• Task goal: Report how many lines in the records below contain the word "another". Give only the number.

Collected data:
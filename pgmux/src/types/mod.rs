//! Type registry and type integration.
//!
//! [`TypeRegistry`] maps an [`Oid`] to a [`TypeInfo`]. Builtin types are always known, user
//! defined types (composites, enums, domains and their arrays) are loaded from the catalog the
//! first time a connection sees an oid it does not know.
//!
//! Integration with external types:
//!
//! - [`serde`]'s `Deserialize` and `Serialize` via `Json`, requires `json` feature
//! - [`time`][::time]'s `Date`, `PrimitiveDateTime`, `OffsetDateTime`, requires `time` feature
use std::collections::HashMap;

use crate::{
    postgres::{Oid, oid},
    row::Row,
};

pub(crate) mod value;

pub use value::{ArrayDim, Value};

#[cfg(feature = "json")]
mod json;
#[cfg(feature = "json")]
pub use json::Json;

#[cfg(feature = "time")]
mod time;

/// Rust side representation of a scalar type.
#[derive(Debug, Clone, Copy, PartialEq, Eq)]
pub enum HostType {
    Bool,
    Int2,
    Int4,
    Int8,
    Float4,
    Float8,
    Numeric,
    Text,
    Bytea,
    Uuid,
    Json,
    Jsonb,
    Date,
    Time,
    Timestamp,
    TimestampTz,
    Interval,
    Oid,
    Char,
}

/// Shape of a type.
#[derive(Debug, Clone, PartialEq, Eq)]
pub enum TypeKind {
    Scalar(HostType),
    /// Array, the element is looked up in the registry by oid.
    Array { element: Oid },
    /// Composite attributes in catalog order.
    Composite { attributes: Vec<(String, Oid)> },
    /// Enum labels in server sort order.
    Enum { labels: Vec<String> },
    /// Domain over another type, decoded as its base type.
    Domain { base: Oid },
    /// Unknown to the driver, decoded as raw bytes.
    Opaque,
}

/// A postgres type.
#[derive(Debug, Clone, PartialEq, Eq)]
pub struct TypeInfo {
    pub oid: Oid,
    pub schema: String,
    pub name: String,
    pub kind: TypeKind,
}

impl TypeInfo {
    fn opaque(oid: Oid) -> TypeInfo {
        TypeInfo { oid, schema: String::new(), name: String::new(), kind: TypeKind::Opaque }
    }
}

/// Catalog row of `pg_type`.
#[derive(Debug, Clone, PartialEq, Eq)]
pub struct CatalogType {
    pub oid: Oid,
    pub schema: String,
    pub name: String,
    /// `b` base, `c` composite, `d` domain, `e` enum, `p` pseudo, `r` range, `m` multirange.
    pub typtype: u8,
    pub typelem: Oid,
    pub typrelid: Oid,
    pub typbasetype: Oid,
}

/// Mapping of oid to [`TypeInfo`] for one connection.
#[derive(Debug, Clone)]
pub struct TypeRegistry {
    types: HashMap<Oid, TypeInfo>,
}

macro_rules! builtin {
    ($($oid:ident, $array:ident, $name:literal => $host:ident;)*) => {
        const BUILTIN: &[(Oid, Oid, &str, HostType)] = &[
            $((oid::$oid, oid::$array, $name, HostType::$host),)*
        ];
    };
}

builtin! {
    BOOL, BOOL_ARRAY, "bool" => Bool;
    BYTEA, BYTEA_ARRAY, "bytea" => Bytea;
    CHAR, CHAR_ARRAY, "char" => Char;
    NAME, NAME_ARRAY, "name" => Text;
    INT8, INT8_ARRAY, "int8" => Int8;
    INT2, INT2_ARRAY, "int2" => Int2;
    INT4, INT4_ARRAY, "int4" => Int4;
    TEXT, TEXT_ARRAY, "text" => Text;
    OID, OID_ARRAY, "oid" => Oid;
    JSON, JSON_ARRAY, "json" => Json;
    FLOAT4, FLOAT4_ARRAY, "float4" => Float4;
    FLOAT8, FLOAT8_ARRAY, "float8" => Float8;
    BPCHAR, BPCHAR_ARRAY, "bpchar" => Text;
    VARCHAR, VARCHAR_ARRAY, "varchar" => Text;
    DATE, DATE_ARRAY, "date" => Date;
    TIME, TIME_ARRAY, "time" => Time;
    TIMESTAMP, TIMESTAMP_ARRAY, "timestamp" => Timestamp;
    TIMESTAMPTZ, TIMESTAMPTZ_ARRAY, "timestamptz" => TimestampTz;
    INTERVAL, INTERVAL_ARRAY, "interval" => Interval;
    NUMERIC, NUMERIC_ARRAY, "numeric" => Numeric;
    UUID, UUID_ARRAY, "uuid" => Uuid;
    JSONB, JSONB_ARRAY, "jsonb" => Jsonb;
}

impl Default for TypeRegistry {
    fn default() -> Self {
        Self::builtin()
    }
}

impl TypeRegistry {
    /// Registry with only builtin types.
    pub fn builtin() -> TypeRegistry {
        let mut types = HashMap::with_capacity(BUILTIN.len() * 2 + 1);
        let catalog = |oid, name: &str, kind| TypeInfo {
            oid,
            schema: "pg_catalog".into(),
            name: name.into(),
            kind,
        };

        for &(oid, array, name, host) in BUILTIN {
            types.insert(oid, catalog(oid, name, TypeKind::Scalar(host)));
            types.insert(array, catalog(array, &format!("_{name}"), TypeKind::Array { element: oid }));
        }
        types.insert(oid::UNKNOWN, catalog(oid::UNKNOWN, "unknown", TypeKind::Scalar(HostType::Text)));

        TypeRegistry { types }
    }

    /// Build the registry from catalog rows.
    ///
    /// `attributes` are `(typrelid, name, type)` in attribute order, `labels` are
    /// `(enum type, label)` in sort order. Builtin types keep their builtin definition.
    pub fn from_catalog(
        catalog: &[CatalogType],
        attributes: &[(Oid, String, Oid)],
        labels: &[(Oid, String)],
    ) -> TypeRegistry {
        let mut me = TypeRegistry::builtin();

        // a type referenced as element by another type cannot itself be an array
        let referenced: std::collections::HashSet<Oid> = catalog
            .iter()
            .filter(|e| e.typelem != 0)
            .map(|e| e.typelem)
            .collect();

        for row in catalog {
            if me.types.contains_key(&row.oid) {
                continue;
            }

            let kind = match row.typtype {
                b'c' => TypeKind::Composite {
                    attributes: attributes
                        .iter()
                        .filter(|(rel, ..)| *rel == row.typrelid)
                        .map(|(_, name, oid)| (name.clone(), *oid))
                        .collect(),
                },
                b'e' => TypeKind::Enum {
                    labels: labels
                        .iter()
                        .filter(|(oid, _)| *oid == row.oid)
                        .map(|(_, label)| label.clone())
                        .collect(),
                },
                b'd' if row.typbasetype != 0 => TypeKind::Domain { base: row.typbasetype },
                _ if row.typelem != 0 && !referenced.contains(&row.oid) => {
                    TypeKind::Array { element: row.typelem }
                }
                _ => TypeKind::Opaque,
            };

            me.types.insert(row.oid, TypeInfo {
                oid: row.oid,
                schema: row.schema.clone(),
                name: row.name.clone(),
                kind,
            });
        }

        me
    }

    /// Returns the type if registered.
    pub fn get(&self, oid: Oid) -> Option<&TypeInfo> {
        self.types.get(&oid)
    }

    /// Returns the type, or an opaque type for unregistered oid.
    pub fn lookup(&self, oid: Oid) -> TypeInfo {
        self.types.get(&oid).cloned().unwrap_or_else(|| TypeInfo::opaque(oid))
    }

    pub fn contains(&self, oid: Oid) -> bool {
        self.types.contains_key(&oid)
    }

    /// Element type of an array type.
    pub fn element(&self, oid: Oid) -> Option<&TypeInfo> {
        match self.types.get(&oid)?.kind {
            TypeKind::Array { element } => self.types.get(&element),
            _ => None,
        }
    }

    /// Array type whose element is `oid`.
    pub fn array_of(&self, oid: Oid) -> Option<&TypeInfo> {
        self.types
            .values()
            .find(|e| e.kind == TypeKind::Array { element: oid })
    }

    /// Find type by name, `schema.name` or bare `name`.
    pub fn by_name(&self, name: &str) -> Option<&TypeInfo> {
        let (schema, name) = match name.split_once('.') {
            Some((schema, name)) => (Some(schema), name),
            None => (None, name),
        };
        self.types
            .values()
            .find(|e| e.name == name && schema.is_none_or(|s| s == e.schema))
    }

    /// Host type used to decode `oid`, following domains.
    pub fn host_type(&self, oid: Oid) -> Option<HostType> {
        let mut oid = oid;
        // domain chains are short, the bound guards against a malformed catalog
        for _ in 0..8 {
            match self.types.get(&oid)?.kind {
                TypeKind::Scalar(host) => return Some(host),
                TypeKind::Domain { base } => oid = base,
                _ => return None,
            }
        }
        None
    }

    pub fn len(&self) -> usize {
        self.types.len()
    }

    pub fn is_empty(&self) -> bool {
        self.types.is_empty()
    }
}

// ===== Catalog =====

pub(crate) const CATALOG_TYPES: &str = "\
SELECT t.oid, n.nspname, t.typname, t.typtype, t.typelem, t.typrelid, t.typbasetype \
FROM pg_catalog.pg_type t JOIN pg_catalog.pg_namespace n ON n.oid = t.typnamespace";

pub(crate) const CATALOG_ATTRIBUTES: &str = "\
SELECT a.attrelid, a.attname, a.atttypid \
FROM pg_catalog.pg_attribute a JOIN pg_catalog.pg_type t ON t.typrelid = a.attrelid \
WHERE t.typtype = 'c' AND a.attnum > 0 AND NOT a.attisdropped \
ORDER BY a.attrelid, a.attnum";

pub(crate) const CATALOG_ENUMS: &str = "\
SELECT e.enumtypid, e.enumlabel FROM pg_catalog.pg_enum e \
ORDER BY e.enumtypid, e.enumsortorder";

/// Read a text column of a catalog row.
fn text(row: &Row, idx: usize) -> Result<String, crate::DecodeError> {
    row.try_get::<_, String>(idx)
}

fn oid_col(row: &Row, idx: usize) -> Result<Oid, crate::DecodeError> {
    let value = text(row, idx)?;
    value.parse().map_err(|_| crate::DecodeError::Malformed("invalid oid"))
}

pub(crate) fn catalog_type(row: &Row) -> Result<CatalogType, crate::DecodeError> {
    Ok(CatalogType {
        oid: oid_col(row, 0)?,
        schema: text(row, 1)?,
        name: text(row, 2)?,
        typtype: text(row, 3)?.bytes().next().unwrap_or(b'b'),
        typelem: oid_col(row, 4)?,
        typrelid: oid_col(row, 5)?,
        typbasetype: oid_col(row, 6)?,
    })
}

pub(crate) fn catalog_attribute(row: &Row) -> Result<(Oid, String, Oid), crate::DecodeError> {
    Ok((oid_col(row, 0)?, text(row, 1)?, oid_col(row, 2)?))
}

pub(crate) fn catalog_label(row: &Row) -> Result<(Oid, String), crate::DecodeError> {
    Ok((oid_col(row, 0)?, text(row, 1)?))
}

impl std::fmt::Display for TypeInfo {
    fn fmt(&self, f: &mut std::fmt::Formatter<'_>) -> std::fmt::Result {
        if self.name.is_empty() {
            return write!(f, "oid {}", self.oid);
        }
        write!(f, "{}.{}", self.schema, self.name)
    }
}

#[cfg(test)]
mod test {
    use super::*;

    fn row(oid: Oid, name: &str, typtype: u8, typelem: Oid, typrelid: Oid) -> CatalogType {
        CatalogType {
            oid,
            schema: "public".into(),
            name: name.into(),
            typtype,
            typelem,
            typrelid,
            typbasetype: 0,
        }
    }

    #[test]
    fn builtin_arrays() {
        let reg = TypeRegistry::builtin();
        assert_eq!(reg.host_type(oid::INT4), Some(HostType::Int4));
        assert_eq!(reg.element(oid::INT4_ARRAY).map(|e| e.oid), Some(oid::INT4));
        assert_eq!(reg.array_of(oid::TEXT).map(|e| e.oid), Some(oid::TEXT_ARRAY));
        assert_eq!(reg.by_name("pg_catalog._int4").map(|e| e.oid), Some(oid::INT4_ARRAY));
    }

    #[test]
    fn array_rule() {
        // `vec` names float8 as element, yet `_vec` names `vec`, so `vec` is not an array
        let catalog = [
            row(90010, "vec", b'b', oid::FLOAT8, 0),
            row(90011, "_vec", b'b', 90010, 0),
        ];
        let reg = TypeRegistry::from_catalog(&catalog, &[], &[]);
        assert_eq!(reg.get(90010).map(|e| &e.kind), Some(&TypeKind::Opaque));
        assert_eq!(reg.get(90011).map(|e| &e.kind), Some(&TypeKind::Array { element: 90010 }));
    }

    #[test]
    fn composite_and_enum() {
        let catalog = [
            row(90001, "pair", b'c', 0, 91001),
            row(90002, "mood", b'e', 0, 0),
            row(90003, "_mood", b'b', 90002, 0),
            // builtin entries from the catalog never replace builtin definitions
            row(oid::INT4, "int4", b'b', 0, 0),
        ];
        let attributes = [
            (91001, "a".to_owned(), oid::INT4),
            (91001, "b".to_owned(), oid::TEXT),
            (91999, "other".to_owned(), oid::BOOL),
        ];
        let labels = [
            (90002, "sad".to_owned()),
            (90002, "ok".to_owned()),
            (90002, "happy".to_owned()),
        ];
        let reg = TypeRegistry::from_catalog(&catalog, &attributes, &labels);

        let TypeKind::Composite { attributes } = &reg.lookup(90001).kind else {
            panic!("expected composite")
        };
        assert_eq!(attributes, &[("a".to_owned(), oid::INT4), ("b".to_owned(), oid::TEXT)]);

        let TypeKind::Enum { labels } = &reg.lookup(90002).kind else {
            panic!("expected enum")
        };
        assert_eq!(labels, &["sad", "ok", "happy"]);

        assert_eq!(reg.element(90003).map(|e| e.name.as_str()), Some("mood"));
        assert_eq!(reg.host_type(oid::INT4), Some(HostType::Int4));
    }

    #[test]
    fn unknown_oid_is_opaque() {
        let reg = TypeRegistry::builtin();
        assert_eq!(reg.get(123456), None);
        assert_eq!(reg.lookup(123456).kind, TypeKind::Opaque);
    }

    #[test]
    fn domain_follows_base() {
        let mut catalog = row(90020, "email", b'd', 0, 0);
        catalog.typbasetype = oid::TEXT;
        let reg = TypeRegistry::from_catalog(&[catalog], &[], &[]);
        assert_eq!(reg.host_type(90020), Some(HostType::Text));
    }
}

* * *

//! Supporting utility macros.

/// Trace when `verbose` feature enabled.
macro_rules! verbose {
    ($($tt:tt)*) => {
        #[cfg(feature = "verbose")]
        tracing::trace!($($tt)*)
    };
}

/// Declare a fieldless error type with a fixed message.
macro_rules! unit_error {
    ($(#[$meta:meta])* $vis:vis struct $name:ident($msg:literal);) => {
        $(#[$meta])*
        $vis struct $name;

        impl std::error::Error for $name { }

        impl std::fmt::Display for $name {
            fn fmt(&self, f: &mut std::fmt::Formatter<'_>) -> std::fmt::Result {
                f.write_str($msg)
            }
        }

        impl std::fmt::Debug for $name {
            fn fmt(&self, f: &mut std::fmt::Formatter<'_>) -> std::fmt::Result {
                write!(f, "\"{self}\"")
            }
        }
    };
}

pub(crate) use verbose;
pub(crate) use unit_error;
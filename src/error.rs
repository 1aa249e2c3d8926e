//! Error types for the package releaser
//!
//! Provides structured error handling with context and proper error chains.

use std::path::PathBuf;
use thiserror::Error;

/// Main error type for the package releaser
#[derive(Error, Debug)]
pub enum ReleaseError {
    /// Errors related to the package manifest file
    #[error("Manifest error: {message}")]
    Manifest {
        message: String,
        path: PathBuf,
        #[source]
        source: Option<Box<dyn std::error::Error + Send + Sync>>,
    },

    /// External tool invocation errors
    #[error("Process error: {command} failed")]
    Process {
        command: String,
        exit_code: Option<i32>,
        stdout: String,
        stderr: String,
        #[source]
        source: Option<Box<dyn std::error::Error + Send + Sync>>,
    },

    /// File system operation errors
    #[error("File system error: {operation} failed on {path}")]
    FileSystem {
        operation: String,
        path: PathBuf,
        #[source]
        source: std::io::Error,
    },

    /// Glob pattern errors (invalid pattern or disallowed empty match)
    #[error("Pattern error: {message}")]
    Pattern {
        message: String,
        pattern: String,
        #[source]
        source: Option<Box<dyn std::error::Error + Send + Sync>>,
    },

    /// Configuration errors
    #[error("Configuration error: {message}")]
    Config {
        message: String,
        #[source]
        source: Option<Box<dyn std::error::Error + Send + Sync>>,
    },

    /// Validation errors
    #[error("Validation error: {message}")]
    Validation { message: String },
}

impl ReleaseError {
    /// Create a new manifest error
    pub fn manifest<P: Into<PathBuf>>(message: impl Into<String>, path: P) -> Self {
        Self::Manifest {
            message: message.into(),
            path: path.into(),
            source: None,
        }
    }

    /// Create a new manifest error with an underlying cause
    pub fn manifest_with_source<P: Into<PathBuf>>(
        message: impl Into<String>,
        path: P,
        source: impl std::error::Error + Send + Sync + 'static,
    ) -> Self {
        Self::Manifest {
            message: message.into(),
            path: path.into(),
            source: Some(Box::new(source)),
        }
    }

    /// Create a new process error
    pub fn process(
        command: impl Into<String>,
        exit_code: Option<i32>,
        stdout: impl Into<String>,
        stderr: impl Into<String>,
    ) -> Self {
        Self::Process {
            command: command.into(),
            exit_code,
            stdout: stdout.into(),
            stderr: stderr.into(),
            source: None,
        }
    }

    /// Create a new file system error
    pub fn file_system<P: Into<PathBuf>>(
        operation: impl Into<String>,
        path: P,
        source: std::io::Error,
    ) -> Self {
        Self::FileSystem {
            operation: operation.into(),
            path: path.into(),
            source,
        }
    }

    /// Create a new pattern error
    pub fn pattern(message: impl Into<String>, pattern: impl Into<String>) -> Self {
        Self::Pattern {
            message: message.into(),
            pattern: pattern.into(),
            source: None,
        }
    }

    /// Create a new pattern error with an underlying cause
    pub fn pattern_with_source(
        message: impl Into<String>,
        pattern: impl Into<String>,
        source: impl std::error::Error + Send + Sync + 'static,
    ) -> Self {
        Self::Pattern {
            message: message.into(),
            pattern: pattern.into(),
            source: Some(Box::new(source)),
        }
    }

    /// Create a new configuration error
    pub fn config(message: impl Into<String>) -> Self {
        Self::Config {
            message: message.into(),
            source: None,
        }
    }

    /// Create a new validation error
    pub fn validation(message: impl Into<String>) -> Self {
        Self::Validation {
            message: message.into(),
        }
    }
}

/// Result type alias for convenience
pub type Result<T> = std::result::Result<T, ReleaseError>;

• Expected answer: 2